Examine each line of the data, and copy the ones containing "ThreadRecord".

===== Record excerpts

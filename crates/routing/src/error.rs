use std::error::Error as StdError;

#[derive(Debug, thiserror::Error)]
pub enum Error {
    /// The chat transport could not deliver an outgoing action.
    #[error("transport unavailable: {context}: {source}")]
    Transport {
        context: String,
        #[source]
        source: Box<dyn StdError + Send + Sync>,
    },

    #[error("{message}")]
    Message { message: String },
}

impl Error {
    #[must_use]
    pub fn message(message: impl Into<String>) -> Self {
        Self::Message {
            message: message.into(),
        }
    }

    #[must_use]
    pub fn transport<E>(context: impl Into<String>, source: E) -> Self
    where
        E: StdError + Send + Sync + 'static,
    {
        Self::Transport {
            context: context.into(),
            source: Box::new(source),
        }
    }
}

pub type Result<T> = std::result::Result<T, Error>;
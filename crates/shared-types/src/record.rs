//! # Records, Blocks and Nodes
//!
//! Units that travel on the distributed log.

use crate::ids::{Cid, LogId, ThreadId};
use serde::{Deserialize, Serialize};

/// A content-addressed blob of bytes.
///
/// Used both for the local store's pending change nodes and for decrypted
/// event bodies.
#[derive(Debug, Clone, PartialEq, Eq, Serialize, Deserialize)]
pub struct Node {
    cid: Cid,
    data: Vec<u8>,
}

impl Node {
    /// Wrap `data`, computing its content identifier.
    #[must_use]
    pub fn new(data: Vec<u8>) -> Self {
        Self {
            cid: Cid::digest(&data),
            data,
        }
    }

    /// Content identifier of the raw bytes.
    #[must_use]
    pub fn cid(&self) -> Cid {
        self.cid
    }

    /// Raw bytes.
    #[must_use]
    pub fn raw_data(&self) -> &[u8] {
        &self.data
    }
}

/// The encoded payload underlying a record.
pub type Block = Node;

/// A change produced by the local store and waiting to be published.
pub type ChangeNode = Node;

/// One entry of a peer's log.
#[derive(Debug, Clone, PartialEq, Eq, Serialize, Deserialize)]
pub struct Record {
    /// Identifier of the record itself.
    pub cid: Cid,
    /// Identifier of the event block this record points at.
    pub block_id: Cid,
    /// Previous record in the same log, if any.
    pub prev: Option<Cid>,
}

impl Record {
    /// Content identifier of this record.
    #[must_use]
    pub fn cid(&self) -> Cid {
        self.cid
    }

    /// Identifier of the underlying event block.
    #[must_use]
    pub fn block_id(&self) -> Cid {
        self.block_id
    }
}

/// A record as delivered by a thread subscription.
#[derive(Debug, Clone, PartialEq, Eq, Serialize, Deserialize)]
pub struct ThreadRecord {
    thread_id: ThreadId,
    log_id: LogId,
    record: Record,
}

impl ThreadRecord {
    /// Bind `record` to the log and thread it was appended to.
    #[must_use]
    pub fn new(thread_id: ThreadId, log_id: LogId, record: Record) -> Self {
        Self {
            thread_id,
            log_id,
            record,
        }
    }

    /// Originating log.
    #[must_use]
    pub fn log_id(&self) -> LogId {
        self.log_id
    }

    /// Thread the record belongs to.
    #[must_use]
    pub fn thread_id(&self) -> ThreadId {
        self.thread_id
    }

    /// The record itself.
    #[must_use]
    pub fn value(&self) -> &Record {
        &self.record
    }
}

==========

* _Exercise response_:
pub struct ThreadRecord {
impl ThreadRecord {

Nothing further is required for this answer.